The campaign, adopted by Amphenol, ADI, Harting, Microchip, Molex, Phoenix, Weidmuller and Wurth Electronik, is designed to inspire IIoT developers and industrial designers to switch to SPE products and protocols, to not only foster innovation but to also make their professional lives easier, more productive and produce more reliable results.
Ben Morgan, Product Segment Leader for SPE Connectors at element14 said, “We firmly believe that the future of industrial network connectivity lies with Single Pair Ethernet. IoT design engineers fully understand the current struggle of balancing space limitations with increasing data demands, however SPE is a compact, efficient technology that delivers full Ethernet performance with a single, twisted-pair cable.”
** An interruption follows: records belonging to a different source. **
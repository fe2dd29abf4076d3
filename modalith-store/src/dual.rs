// Copyright 2025 Modalith (https://github.com/modalith)
//
// This program is free software: you can redistribute it and/or modify
// it under the terms of the GNU Affero General Public License as published by
// the Free Software Foundation, either version 3 of the License, or
// (at your option) any later version.
//
// This program is distributed in the hope that it will be useful,
// but WITHOUT ANY WARRANTY; without even the implied warranty of
// MERCHANTABILITY or FITNESS FOR A PARTICULAR PURPOSE. See the
// GNU Affero General Public License for more details.
//
// You should have received a copy of the GNU Affero General Public License
// along with this program. If not, see <https://www.gnu.org/licenses/>.

//! Dual-store façade.
//!
//! Wraps two implementations of each store kind. Reads go to the primary;
//! in `fallback` read mode a primary error (or, with `fallback_on_empty`, an
//! empty primary result) routes the read to the secondary with a structured
//! warning. Writes go to the primary; in `dual` write mode they are repeated
//! on the secondary, whose failures are logged and swallowed — the primary's
//! result is authoritative. No reconciliation is performed.

use std::collections::BTreeMap;
use std::sync::Arc;

use chrono::{DateTime, Utc};
use modalith_core::entities::{
    AbacPolicy, ApiKeyRecord, ChaosPolicy, ChaosRun, DeviceRecord, ModelRecord, OcrConnector,
    PrivacyPolicy, RoleBindings, TrainingJob, WorkflowRun, WorkflowSpec,
};
use serde_json::Value;
use tracing::warn;

use crate::config::{ControlPlaneConfig, ReadMode, WriteMode};
use crate::error::Result;
use crate::interfaces::{
    AbacStore, ApiKeyStore, ChaosStore, ConnectorStore, DataFactoryStore, FleetStore,
    PrivacyStore, RbacStore, StoreBundle, WorkflowStore,
};

/// Read/write arbitration knobs shared by every wrapper.
#[derive(Debug, Clone, Copy, PartialEq, Eq)]
pub struct DualPolicy {
    pub read_mode: ReadMode,
    pub write_mode: WriteMode,
    pub fallback_on_empty: bool,
}

impl From<&ControlPlaneConfig> for DualPolicy {
    fn from(config: &ControlPlaneConfig) -> Self {
        Self {
            read_mode: config.read_mode,
            write_mode: config.write_mode,
            fallback_on_empty: config.fallback_on_empty,
        }
    }
}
Among the many benefits of SPE is that it vastly reduces the need to allow for bulky and intricate bundles that waste valuable installation real estate space. Using SPE products for such installations streamlines a network and reduces costs, enabling professional developers to focus on maximising the power of connected devices to their fullest potential.
SPE does this by simplifying the IIoT and industrial automation design process by providing a single, high-speed connection that’s perfect for Edge devices, especially those that are often destined for tight, compromised spaces. SPE has proven to be sleek, elegant and reliable solutions that ensure devices are always connected, and always performing at their best.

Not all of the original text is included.